Book Read Free

Moonbath

Page 11

by Yanick Lahens


  24.

  A few weeks after the death of the stranger, Father Bonin closed the doors to his church and left for Port-au-Prince for a whole month. He had to meet the superiors of the episcopate in the capital. We knew him well enough by then to know that it didn’t bother him to punish us by depriving us, for some time, of the church’s school, clinic, and comfort. Upon his return, he made us wait two whole weeks despite all of our greetings of “Hello, my father, how are you?” In response to each of us, he uttered a dry and short: “Not bad,” and went on his way or about his business. And then, on the eve of the the Feast of the Assumption, to our great surprise, he opened the doors to the church and the presbytery, and announced through Érilien that mass would be sung the next day. Standing at the entrance to the church, he waited until the crowd of faithful was dense enough to tell us in his slightly hoarse voice: “I am not going to punish the innocent children of the five surrounding villages because their parents are forever lost.” After this introduction, he looked at us insistently as he went on with his speech, adding: “It is my duty to save them.”

  Our reconciliation was warm. We offered him a beautiful rooster, watercress, malangas for broth, corn, rice, bananas, red beans. Father Bonin celebrated mass as we adored it. Filled with prayers and songs for Maman Marie, and a hallucinating sermon about her rise to heaven. To nourish our dreams for a long time and feed our conversations for whole week, the course of which Mary would sometimes be Dantò, sometimes Fréda, other times Lasirenn. He knew it, but had decided to leave us to our playacting, convinced that God would eventually recognize his own. These acts were the sum of all our beliefs. Illegitimate indeed, but they were ours.

  One afternoon, Father Bonin came all the way to Anse Bleue to talk to us about all he intended to do to expand the school. Works for which he asked our assistance. He had taken a seat next to Orvil on a straw chair, and asked for a coffee. Orvil promised him that all the brave men of Anse Bleue would help him. It was self-evident. Then, to the astonishment of all, Orvil asked him a favor in return. He had lowered his voice, and Father Bonin hurried to put down his cup to listen to what his old friend wanted to tell him:

  “Father Bonin, you are going to do me a favor.”

  “Orvil, you know that I am here to help the children of God.”

  “Father Bonin, you remember the young man who died at the entrance of Roseaux?”

  Father Bonin looked at Orvil. He didn’t want to rekindle his anger toward Anse Bleue by stirring up ashes that were still warm, and just nodded his head. Orvil, feeling that he could go further and trust in Father Bonin, asked him to wait. He went into the house and, coming outside, held out the letter that Fénelon had brought back to Orvil like a spoil of war.

  “Father Bonin, you know how to read. Tell us what this man wrote in this letter. Mwen vlé, I want to know.”

  Then Orvil called Ermancia, Yvnel, Cilianise, Ilménèse, and all the others. Everyone sat in a circle around Father Bonin.

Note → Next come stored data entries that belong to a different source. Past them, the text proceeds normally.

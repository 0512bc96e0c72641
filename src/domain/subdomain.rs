//! Process topology and per-rank subdomain geometry.
//!
//! The process count is factored into a near-square `ndomy × ndomx` grid
//! (see [`create_dim`]), the communicator builds a non-periodic Cartesian
//! layout of that shape, and each rank derives its own rectangle of the
//! global grid plus the ranks of its four neighbors. Axis 0 of the process
//! grid runs south to north, axis 1 west to east.

use std::fmt;

use bitflags::bitflags;

use crate::domain::GridDiscretization;
use crate::error::JfnkError;
use crate::parallel::Comm;

/// One of the four stencil directions.
#[derive(Clone, Copy, Debug, PartialEq, Eq, Hash)]
pub enum Direction {
    North,
    East,
    South,
    West,
}

impl Direction {
    pub const ALL: [Direction; 4] = [
        Direction::North,
        Direction::East,
        Direction::South,
        Direction::West,
    ];

    pub fn opposite(self) -> Direction {
        match self {
            Direction::North => Direction::South,
            Direction::East => Direction::West,
            Direction::South => Direction::North,
            Direction::West => Direction::East,
        }
    }

    pub fn index(self) -> usize {
        self as usize
    }

    fn flag(self) -> Boundary {
        match self {
            Direction::North => Boundary::NORTH,
            Direction::East => Boundary::EAST,
            Direction::South => Boundary::SOUTH,
            Direction::West => Boundary::WEST,
        }
    }
}

/// What lies across one side of a subdomain.
#[derive(Clone, Copy, Debug, PartialEq, Eq)]
pub enum Neighbor {
    Rank(usize),
    /// Global edge of the grid: no process, no data.
    Boundary,
}

impl Neighbor {
    pub fn rank(self) -> Option<usize> {
        match self {
            Neighbor::Rank(r) => Some(r),
            Neighbor::Boundary => None,
        }
    }

    pub fn is_boundary(self) -> bool {
        matches!(self, Neighbor::Boundary)
    }
}

impl From<Option<usize>> for Neighbor {
    fn from(rank: Option<usize>) -> Self {
        rank.map_or(Neighbor::Boundary, Neighbor::Rank)
    }
}

impl fmt::Display for Neighbor {
    fn fmt(&self, f: &mut fmt::Formatter<'_>) -> fmt::Result {
        match self {
            Neighbor::Rank(r) => write!(f, "{r}"),
            Neighbor::Boundary => write!(f, "-"),
        }
    }
}

bitflags! {
    /// Sides of a subdomain that touch the global boundary.
    #[derive(Clone, Copy, Debug, PartialEq, Eq)]
    pub struct Boundary: u8 {
        const NORTH = 0b0001;
        const EAST  = 0b0010;
        const SOUTH = 0b0100;
        const WEST  = 0b1000;
    }
}

/// Factor `size` into `(rows, cols)` as close to square as the divisors
/// allow, with `rows >= cols`. Primes (and 1) give `(size, 1)`.
pub fn create_dim(size: usize) -> Result<(usize, usize), JfnkError> {
    if size == 0 {
        return Err(JfnkError::InvalidTopology(
            "process count must be at least 1".to_string(),
        ));
    }
    let dividers: Vec<usize> = (2..size).rev().filter(|i| size % i == 0).collect();
    if dividers.is_empty() {
        return Ok((size, 1));
    }
    let divider = dividers[dividers.len() / 2];
    Ok((size / divider, divider))
}

/// Geometry of the part of the global grid owned by one rank.
#[derive(Clone, Debug, PartialEq)]
pub struct ProcessSubdomain {
    /// Process grid rows.
    pub ndomy: usize,
    /// Process grid columns.
    pub ndomx: usize,
    /// Row of this rank in the process grid.
    pub domy: usize,
    /// Column of this rank in the process grid.
    pub domx: usize,
    pub neighbor_north: Neighbor,
    pub neighbor_south: Neighbor,
    pub neighbor_east: Neighbor,
    pub neighbor_west: Neighbor,
    pub boundary: Boundary,
    /// Local horizontal points.
    pub nx: usize,
    /// Local vertical points.
    pub ny: usize,
    pub startx: usize,
    pub starty: usize,
    /// Inclusive.
    pub endx: usize,
    /// Inclusive.
    pub endy: usize,
    pub n_total: usize,
    pub rank: usize,
    pub size: usize,
}

impl ProcessSubdomain {
    /// Create the Cartesian process grid on `comm` and describe this rank's
    /// share of `discretization`.
    pub fn build<C: Comm>(comm: &mut C, discretization: &GridDiscretization) -> Result<Self, JfnkError> {
        let rank = comm.rank();
        let size = comm.size();
        let (ndomy, ndomx) = create_dim(size)?;
        if discretization.nx < ndomx || discretization.ny < ndomy {
            return Err(JfnkError::InvalidTopology(format!(
                "{} x {} grid cannot be split over a {ndomy} x {ndomx} process grid",
                discretization.nx, discretization.ny
            )));
        }

        comm.create_cartesian([ndomy, ndomx], [false, false])?;
        let [domy, domx] = comm.cart_coords(rank)?;
        let (south, north) = comm.cart_shift(0, 1)?;
        let (west, east) = comm.cart_shift(1, 1)?;

        Ok(Self::from_layout(
            rank,
            size,
            [ndomy, ndomx],
            [domy, domx],
            [north.into(), east.into(), south.into(), west.into()],
            discretization,
        ))
    }

    /// Geometry from an already-known layout. `neighbors` is ordered
    /// north, east, south, west.
    pub fn from_layout(
        rank: usize,
        size: usize,
        [ndomy, ndomx]: [usize; 2],
        [domy, domx]: [usize; 2],
        neighbors: [Neighbor; 4],
        discretization: &GridDiscretization,
    ) -> Self {
        let even_nx = discretization.nx / ndomx;
        let even_ny = discretization.ny / ndomy;

        // offsets use the even share so the remainder never moves earlier ranks
        let startx = domx * even_nx;
        let starty = domy * even_ny;
        let nx = if domx == ndomx - 1 {
            discretization.nx - startx
        } else {
            even_nx
        };
        let ny = if domy == ndomy - 1 {
            discretization.ny - starty
        } else {
            even_ny
        };

        let [north, east, south, west] = neighbors;
        let mut boundary = Boundary::empty();
        for (dir, n) in Direction::ALL.into_iter().zip(neighbors) {
            if n.is_boundary() {
                boundary |= dir.flag();
            }
        }

        Self {
            ndomy,
            ndomx,
            domy,
            domx,
            neighbor_north: north,
            neighbor_south: south,
            neighbor_east: east,
            neighbor_west: west,
            boundary,
            nx,
            ny,
            startx,
            starty,
            endx: startx + nx - 1,
            endy: starty + ny - 1,
            n_total: nx * ny,
            rank,
            size,
        }
    }

    pub fn neighbor(&self, dir: Direction) -> Neighbor {
        match dir {
            Direction::North => self.neighbor_north,
            Direction::East => self.neighbor_east,
            Direction::South => self.neighbor_south,
            Direction::West => self.neighbor_west,
        }
    }

    /// Number of values along the edge facing `dir`.
    pub fn edge_len(&self, dir: Direction) -> usize {
        match dir {
            Direction::North | Direction::South => self.nx,
            Direction::East | Direction::West => self.ny,
        }
    }

    pub fn on_global_boundary(&self, dir: Direction) -> bool {
        self.boundary.contains(dir.flag())
    }
}

impl fmt::Display for ProcessSubdomain {
    fn fmt(&self, f: &mut fmt::Formatter<'_>) -> fmt::Result {
        writeln!(f, "Rank {}/{}", self.rank, self.size)?;
        writeln!(f, "At index ({},{})", self.domy, self.domx)?;
        writeln!(f, "Neigh N:S {}:{}", self.neighbor_north, self.neighbor_south)?;
        writeln!(f, "Neigh E:W {}:{}", self.neighbor_east, self.neighbor_west)?;
        writeln!(f, "Startx:endx {}:{}", self.startx, self.endx)?;
        writeln!(f, "Starty:endy {}:{}", self.starty, self.endy)?;
        write!(f, "Local dims {} x {}", self.nx, self.ny)
    }
}

#[cfg(test)]
mod tests {
    use super::*;
    use crate::parallel::ThreadComm;

    #[test]
    fn create_dim_examples() {
        assert_eq!(create_dim(12).unwrap(), (4, 3));
        assert_eq!(create_dim(13).unwrap(), (13, 1));
        assert_eq!(create_dim(1).unwrap(), (1, 1));
        assert_eq!(create_dim(4).unwrap(), (2, 2));
        assert_eq!(create_dim(6).unwrap(), (3, 2));
        assert_eq!(create_dim(8).unwrap(), (4, 2));
        assert_eq!(create_dim(16).unwrap(), (4, 4));
        assert!(create_dim(0).is_err());
    }

    #[test]
    fn create_dim_properties() {
        for size in 1..200 {
            let (a, b) = create_dim(size).unwrap();
            assert_eq!(a * b, size);
            assert!(a >= b && b >= 1, "size {size} gave ({a}, {b})");
        }
    }

    #[test]
    fn single_process_owns_everything() {
        let disc = GridDiscretization::new(7, 5, 1, 1.0).unwrap();
        let mut comm = ThreadComm::solo();
        let sd = ProcessSubdomain::build(&mut comm, &disc).unwrap();
        assert_eq!((sd.ndomy, sd.ndomx), (1, 1));
        assert_eq!((sd.nx, sd.ny, sd.n_total), (7, 5, 35));
        assert_eq!((sd.endx, sd.endy), (6, 4));
        assert!(Direction::ALL.iter().all(|&d| sd.neighbor(d).is_boundary()));
        assert!(sd.boundary.is_all());
    }

    #[test]
    fn remainder_goes_to_last_row_and_column() {
        let disc = GridDiscretization::new(10, 7, 1, 1.0).unwrap();
        // 6 ranks -> 3 rows x 2 cols
        let last = ProcessSubdomain::from_layout(
            5,
            6,
            [3, 2],
            [2, 1],
            [Neighbor::Boundary, Neighbor::Boundary, Neighbor::Rank(3), Neighbor::Rank(4)],
            &disc,
        );
        assert_eq!((last.startx, last.nx), (5, 5));
        assert_eq!((last.starty, last.ny), (4, 3));
        assert_eq!(last.boundary, Boundary::NORTH | Boundary::EAST);
        let first = ProcessSubdomain::from_layout(
            0,
            6,
            [3, 2],
            [0, 0],
            [Neighbor::Rank(2), Neighbor::Rank(1), Neighbor::Boundary, Neighbor::Boundary],
            &disc,
        );
        assert_eq!((first.startx, first.nx, first.starty, first.ny), (0, 5, 0, 2));
    }

    #[test]
    fn too_many_processes_for_grid() {
        let disc = GridDiscretization::from_parts(3, 3, 1, 0.1, 0.1, 1.0, 1.0).unwrap();
        let mut comms = ThreadComm::world(4).unwrap();
        // 4 ranks -> 2 x 2 is fine for 3 x 3
        assert!(ProcessSubdomain::build(&mut comms[0], &disc).is_ok());
        let mut comms = ThreadComm::world(5).unwrap();
        // 5 ranks -> 5 x 1 needs ny >= 5
        assert!(ProcessSubdomain::build(&mut comms[0], &disc).is_err());
    }

    #[test]
    fn display_report() {
        let disc = GridDiscretization::new(4, 4, 1, 1.0).unwrap();
        let mut comm = ThreadComm::solo();
        let sd = ProcessSubdomain::build(&mut comm, &disc).unwrap();
        let text = sd.to_string();
        assert!(text.starts_with("Rank 0/1"));
        assert!(text.contains("Neigh N:S -:-"));
        assert!(text.ends_with("Local dims 4 x 4"));
    }
}
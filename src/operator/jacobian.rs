//! Explicit finite-difference Jacobian, for checking the matrix-free path.
//!
//! Column `k` is `(F(x + eps·e_k) − F(x)) / eps`, the same forward
//! difference the Krylov solvers apply along arbitrary directions. It costs
//! one operator evaluation per unknown, so it is only meant for small
//! single-rank problems.

use faer::Mat;

use crate::core::{Field, NonlinearOperator};
use crate::error::JfnkError;

pub fn assemble_dense<O: NonlinearOperator<Field>>(
    op: &mut O,
    at: &Field,
    eps: f64,
) -> Result<Mat<f64>, JfnkError> {
    let n = at.len();
    let mut f0 = Field::zeros(at.nx(), at.ny());
    op.apply(at, &mut f0)?;

    let mut probe = at.clone();
    let mut f1 = f0.clone();
    // column-major, like faer
    let mut data = Vec::with_capacity(n * n);
    for k in 0..n {
        let orig = probe.as_slice()[k];
        probe.as_mut_slice()[k] = orig + eps;
        op.apply(&probe, &mut f1)?;
        probe.as_mut_slice()[k] = orig;
        data.extend(
            f1.as_slice()
                .iter()
                .zip(f0.as_slice())
                .map(|(a, b)| (a - b) / eps),
        );
    }
    Ok(Mat::from_fn(n, n, |i, j| data[j * n + i]))
}

#[cfg(test)]
mod tests {
    use super::*;
    use approx::assert_abs_diff_eq;

    /// F(u)_k = u_k² + u_{k+1}
    struct Toy;
    impl NonlinearOperator<Field> for Toy {
        fn apply(&mut self, u: &Field, out: &mut Field) -> Result<(), JfnkError> {
            let x = u.as_slice();
            let n = x.len();
            for (k, o) in out.as_mut_slice().iter_mut().enumerate() {
                *o = x[k] * x[k] + if k + 1 < n { x[k + 1] } else { 0.0 };
            }
            Ok(())
        }
    }

    #[test]
    fn recovers_analytic_jacobian() {
        let at = Field::from_vec(3, 1, vec![1.0, 2.0, 3.0]).unwrap();
        let j = assemble_dense(&mut Toy, &at, 1e-7).unwrap();
        let expected = [[2.0, 1.0, 0.0], [0.0, 4.0, 1.0], [0.0, 0.0, 6.0]];
        for (i, row) in expected.iter().enumerate() {
            for (k, &e) in row.iter().enumerate() {
                assert_abs_diff_eq!(j[(i, k)], e, epsilon = 1e-5);
            }
        }
    }
}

  He asked for a glass of trempé, wiped his face, then feverishly unfolded the slightly creased pages. In the very first seconds of his reading, father Bonin started to tremble. We felt that he was about to cry and that he was struggling with all his might against that urge. He translated the letter for us into Creole as he went on, and read with quivering lips.

  Dear Parents,

  I do not know if this letter will reach you. I do not know if you will see me again one day. But know that heretofore I haven’t betrayed any of my dates with destiny. Not one. The path is narrower every day, but my courage, far from flinching, sharpens. I thank you for having helped me be the man I am today.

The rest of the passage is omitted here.